Below are the records; copy exactly the stretch from the line containing "fn default() ->" through the line containing "pub fn finish(&mut", both ends included, and nothing else.
### DATA SUPPLIED ###
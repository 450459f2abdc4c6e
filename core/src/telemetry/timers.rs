//! telemetry/timers.rs
//! Stage timers for both pipelines.

use std::collections::{hash_map, HashMap};
use std::fmt;
use std::time::{Duration, Instant};

use serde::{Deserialize, Serialize};

#[derive(Debug, Clone, Copy, PartialEq, Eq, Hash, Serialize, Deserialize)]
pub enum Stage {
    Read,
    Write,
    Sign,
    Verify,
    Compress,
    Decompress,
    Encrypt,
    Decrypt,
    Encode,
    Decode,
    Finalize,
}

impl fmt::Display for Stage {
    fn fmt(&self, f: &mut fmt::Formatter<'_>) -> fmt::Result {
        let name = match self {
            Stage::Read       => "read",
            Stage::Write      => "write",
            Stage::Sign       => "sign",
            Stage::Verify     => "verify",
            Stage::Compress   => "compress",
            Stage::Decompress => "decompress",
            Stage::Encrypt    => "encrypt",
            Stage::Decrypt    => "decrypt",
            Stage::Encode     => "encode",
            Stage::Decode     => "decode",
            Stage::Finalize   => "finalize",
        };
        f.write_str(name)
    }
}

#[derive(Debug, Clone, Default, PartialEq, Serialize, Deserialize)]
pub struct StageTimes {
    times: HashMap<Stage, Duration>,
}

impl StageTimes {
    /// Add duration to a stage (accumulates if already present).
    pub fn add(&mut self, stage: Stage, dur: Duration) {
        *self.times.entry(stage).or_insert(Duration::ZERO) += dur;
    }

    pub fn get(&self, stage: Stage) -> Duration {
        self.times.get(&stage).copied().unwrap_or(Duration::ZERO)
    }

    pub fn get_ms(&self, stage: Stage) -> f64 {
        self.get(stage).as_secs_f64() * 1_000.0
    }

    pub fn get_us(&self, stage: Stage) -> f64 {
        self.get(stage).as_secs_f64() * 1_000_000.0
    }

    pub fn total(&self) -> Duration {
        self.times.values().copied().sum()
    }

    /// Stages that recorded any time at all.
    pub fn contains(&self, stage: Stage) -> bool {
        self.times.contains_key(&stage)
    }

    pub fn iter(&self) -> impl Iterator<Item = (&Stage, &Duration)> {
        self.times.iter()
    }
}

impl<'a> IntoIterator for &'a StageTimes {
    type Item = (&'a Stage, &'a Duration);
    type IntoIter = hash_map::Iter<'a, Stage, Duration>;

    fn into_iter(self) -> Self::IntoIter {
        self.times.iter()
    }
}

#[derive(Clone, Debug)]
pub struct TelemetryTimer {
    pub start_time: Instant,
    pub end_time: Option<Instant>,
    pub stage_times: StageTimes,
}

impl Default for TelemetryTimer {
    fn default() -> Self {
        Self::new()
    }
}

impl TelemetryTimer {
    pub fn new() -> Self {
        Self {
            start_time: Instant::now(),
            end_time: None,
            stage_times: StageTimes::default(),
        }
    }

    pub fn finish(&mut self) {
        self.end_time = Some(Instant::now());
    }

    pub fn add_stage_time(&mut self, stage: Stage, dur: Duration) {
        self.stage_times.add(stage, dur);
    }

    /// Run `f` and charge its wall time to `stage`.
    pub fn time<T>(&mut self, stage: Stage, f: impl FnOnce() -> T) -> T {
        let t = Instant::now();
        let out = f();
        self.add_stage_time(stage, t.elapsed());
        out
    }

    pub fn elapsed(&self) -> Duration {
        match self.end_time {
            Some(end) => end.duration_since(self.start_time),
            None => Instant::now().duration_since(self.start_time),
        }
    }
}

/// Accumulates time spent inside a stage across many calls.
#[derive(Clone, Copy, Debug, Default)]
pub struct StageClock {
    spent: Duration,
}

impl StageClock {
    #[inline]
    pub fn run<T>(&mut self, f: impl FnOnce() -> T) -> T {
        let t = Instant::now();
        let out = f();
        self.spent += t.elapsed();
        out
    }

    pub fn spent(&self) -> Duration {
        self.spent
    }
}

#[cfg(test)]
mod tests {
    use super::*;

    #[test]
    fn stage_times_accumulate() {
        let mut timer = TelemetryTimer::new();
        timer.add_stage_time(Stage::Encrypt, Duration::from_micros(400));
        timer.add_stage_time(Stage::Encrypt, Duration::from_micros(20));
        timer.add_stage_time(Stage::Read, Duration::from_micros(100));
        assert_eq!(timer.stage_times.get(Stage::Encrypt), Duration::from_micros(420));
        assert_eq!(timer.stage_times.total(), Duration::from_micros(520));
        assert!(!timer.stage_times.contains(Stage::Compress));
        assert_eq!(Stage::Decompress.to_string(), "decompress");
    }
}
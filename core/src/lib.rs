//! pqseal-core
//!
//! Post-quantum secure messaging: streaming sign, compress and encrypt into one
//! self-describing record, and the matching decrypt, decompress and verify.

#![forbid(unsafe_code)]

// Shared and top level
pub mod constants;
pub mod types;
pub mod utils;
pub mod config;

// Schemes and primitives
pub mod scheme;
pub mod crypto;
pub mod compression;
pub mod encryption;

// Record and pipelines
pub mod message;
pub mod telemetry;

// -----------------------------------------------------------------------------
// Prelude (Rust users)
// -----------------------------------------------------------------------------
pub mod prelude {
    pub use crate::config::MessageConfig;
    pub use crate::crypto::{Fingerprint, KeyProvider, Keyring, PassphraseProvider, PrivateKey, PublicKey};
    pub use crate::encryption::{DerivedEncrypter, Encrypter, GroupEncrypter, PassphraseEncrypter, SecretEncrypter};
    pub use crate::message::{
        DecryptOptions, EncodedMessage, FileInfo, Header, IncomingMessage, MessageBuilder, OpenedMessage,
        PacketType, Verification,
    };
    pub use crate::scheme::{Schemes, SchemeFamily};
    pub use crate::telemetry::TelemetrySnapshot;
    pub use crate::types::{ErrorClass, MessageError, MissingSecret};
}
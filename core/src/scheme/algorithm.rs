//! scheme/algorithm.rs
//!
//! Wire codec for algorithm-typed fields.
//!
//! Design notes:
//! - `Algorithm<S>` holds a resolved scheme; it serializes as the bare normalized name.
//! - `SchemeName` is the decoded, not-yet-resolved form. Deserialization normalizes
//!   case, resolution happens against an explicit registry (`Algorithm::decode`).

use std::fmt;
use std::ops::Deref;
use std::sync::Arc;

use serde::{Deserialize, Deserializer, Serialize, Serializer};

use crate::scheme::registry::Registry;
use crate::scheme::types::{Scheme, SchemeError};
use crate::utils::normalize_name;

/// Normalized scheme name as carried on the wire.
#[derive(Clone, Debug, PartialEq, Eq, Hash, PartialOrd, Ord, Serialize)]
#[serde(transparent)]
pub struct SchemeName(String);

impl SchemeName {
    pub fn new(name: &str) -> Self {
        Self(normalize_name(name))
    }

    pub fn as_str(&self) -> &str {
        &self.0
    }
}

impl From<&str> for SchemeName {
    fn from(name: &str) -> Self {
        Self::new(name)
    }
}

impl fmt::Display for SchemeName {
    fn fmt(&self, f: &mut fmt::Formatter<'_>) -> fmt::Result {
        f.write_str(&self.0)
    }
}

impl<'de> Deserialize<'de> for SchemeName {
    fn deserialize<D: Deserializer<'de>>(deserializer: D) -> Result<Self, D::Error> {
        let raw = String::deserialize(deserializer)?;
        Ok(Self::new(&raw))
    }
}

/// A scheme resolved through a registry.
pub struct Algorithm<S: ?Sized> {
    scheme: Arc<S>,
}

impl<S: ?Sized + Scheme> Algorithm<S> {
    pub fn new(scheme: Arc<S>) -> Self {
        Self { scheme }
    }

    pub fn name(&self) -> &'static str {
        self.scheme.name()
    }

    pub fn scheme(&self) -> &S {
        &self.scheme
    }

    /// Wire form: just the normalized name.
    pub fn encode(&self) -> SchemeName {
        SchemeName::new(self.name())
    }

    /// Re-resolve a wire name through the registry of the expected family.
    pub fn decode(name: &SchemeName, registry: &Registry<S>) -> Result<Self, SchemeError> {
        registry.by_name(name.as_str())
    }
}

impl<S: ?Sized> Clone for Algorithm<S> {
    fn clone(&self) -> Self {
        Self { scheme: Arc::clone(&self.scheme) }
    }
}

impl<S: ?Sized> Deref for Algorithm<S> {
    type Target = S;

    fn deref(&self) -> &S {
        &self.scheme
    }
}

impl<S: ?Sized + Scheme> PartialEq for Algorithm<S> {
    fn eq(&self, other: &Self) -> bool {
        self.name() == other.name()
    }
}

impl<S: ?Sized + Scheme> Eq for Algorithm<S> {}

impl<S: ?Sized + Scheme> fmt::Debug for Algorithm<S> {
    fn fmt(&self, f: &mut fmt::Formatter<'_>) -> fmt::Result {
        write!(f, "Algorithm({})", self.name())
    }
}

impl<S: ?Sized + Scheme> fmt::Display for Algorithm<S> {
    fn fmt(&self, f: &mut fmt::Formatter<'_>) -> fmt::Result {
        f.write_str(self.name())
    }
}

impl<S: ?Sized + Scheme> Serialize for Algorithm<S> {
    fn serialize<Z: Serializer>(&self, serializer: Z) -> Result<Z::Ok, Z::Error> {
        serializer.serialize_str(self.name())
    }
}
###
• RESULT OF THIS TASK
    fn default() -> Self {
        Self::new()
    }
}

impl TelemetryTimer {
    pub fn new() -> Self {
        Self {
            start_time: Instant::now(),
            end_time: None,
            stage_times: StageTimes::default(),
        }
    }

    pub fn finish(&mut self) {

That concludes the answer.